§ **What is being asked**:
Copy the data exactly, line for line.

Saved data entries:

Start of Block

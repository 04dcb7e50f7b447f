//! UUID format and uniqueness.

use coursemark_types::ContentError;
use std::collections::BTreeMap;
use uuid::Uuid;

/// An id written somewhere in the content
#[derive(Debug, Clone, PartialEq, Eq)]
pub struct UuidEntry {
    pub uuid: String,
    pub file: String,
    /// Field the id came from, e.g. "id" or "page id"
    pub field: String,
    pub line: Option<usize>,
}

const NEW_ID_SUGGESTION: &str = "Generate a fresh UUID, e.g. with `uuidgen`";

/// Hyphenated 8-4-4-4-12 form
pub fn is_valid_uuid(value: &str) -> bool {
    value.len() == 36 && Uuid::parse_str(value).is_ok()
}

/// Flag malformed ids and ids used more than once
///
/// Comparison ignores case. Every use after the first is an error naming
/// where the id was first seen, including repeats inside one file.
pub fn validate_uuids(entries: &[UuidEntry]) -> Vec<ContentError> {
    let mut errors = Vec::new();
    let mut first_seen: BTreeMap<String, &UuidEntry> = BTreeMap::new();

    for entry in entries {
        if !is_valid_uuid(&entry.uuid) {
            errors.push(
                ContentError::error(
                    &entry.file,
                    format!("Invalid UUID '{}' in '{}'", entry.uuid, entry.field),
                )
                .at(entry.line)
                .with_suggestion(NEW_ID_SUGGESTION),
            );
            continue;
        }

        let key = entry.uuid.to_ascii_lowercase();
        match first_seen.get(&key) {
            Some(first) => {
                let location = if first.file == entry.file {
                    format!("'{}' in this file", first.field)
                } else {
                    first.file.clone()
                };
                errors.push(
                    ContentError::error(
                        &entry.file,
                        format!("Duplicate UUID '{}' (also used by {})", entry.uuid, location),
                    )
                    .at(entry.line)
                    .with_suggestion(NEW_ID_SUGGESTION),
                );
            }
            None => {
                first_seen.insert(key, entry);
            }
        }
    }
    errors
}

End of Block

§ **Written answer**:
repository 04dcb7e50f7b447f
//! UUID format and uniqueness.

use coursemark_types::ContentError;
use std::collections::BTreeMap;
use uuid::Uuid;

/// An id written somewhere in the content
#[derive(Debug, Clone, PartialEq, Eq)]
pub struct UuidEntry {
    pub uuid: String,
    pub file: String,
    /// Field the id came from, e.g. "id" or "page id"
    pub field: String,
    pub line: Option<usize>,
}

const NEW_ID_SUGGESTION: &str = "Generate a fresh UUID, e.g. with `uuidgen`";

/// Hyphenated 8-4-4-4-12 form
pub fn is_valid_uuid(value: &str) -> bool {
    value.len() == 36 && Uuid::parse_str(value).is_ok()
}

/// Flag malformed ids and ids used more than once
///
/// Comparison ignores case. Every use after the first is an error naming
/// where the id was first seen, including repeats inside one file.
pub fn validate_uuids(entries: &[UuidEntry]) -> Vec<ContentError> {
    let mut errors = Vec::new();
    let mut first_seen: BTreeMap<String, &UuidEntry> = BTreeMap::new();

    for entry in entries {
        if !is_valid_uuid(&entry.uuid) {
            errors.push(
                ContentError::error(
                    &entry.file,
                    format!("Invalid UUID '{}' in '{}'", entry.uuid, entry.field),
                )
                .at(entry.line)
                .with_suggestion(NEW_ID_SUGGESTION),
            );
            continue;
        }

        let key = entry.uuid.to_ascii_lowercase();
        match first_seen.get(&key) {
            Some(first) => {
                let location = if first.file == entry.file {
                    format!("'{}' in this file", first.field)
                } else {
                    first.file.clone()
                };
                errors.push(
                    ContentError::error(
                        &entry.file,
                        format!("Duplicate UUID '{}' (also used by {})", entry.uuid, location),
                    )
                    .at(entry.line)
                    .with_suggestion(NEW_ID_SUGGESTION),
                );
            }
            None => {
                first_seen.insert(key, entry);
            }
        }
    }
    errors
}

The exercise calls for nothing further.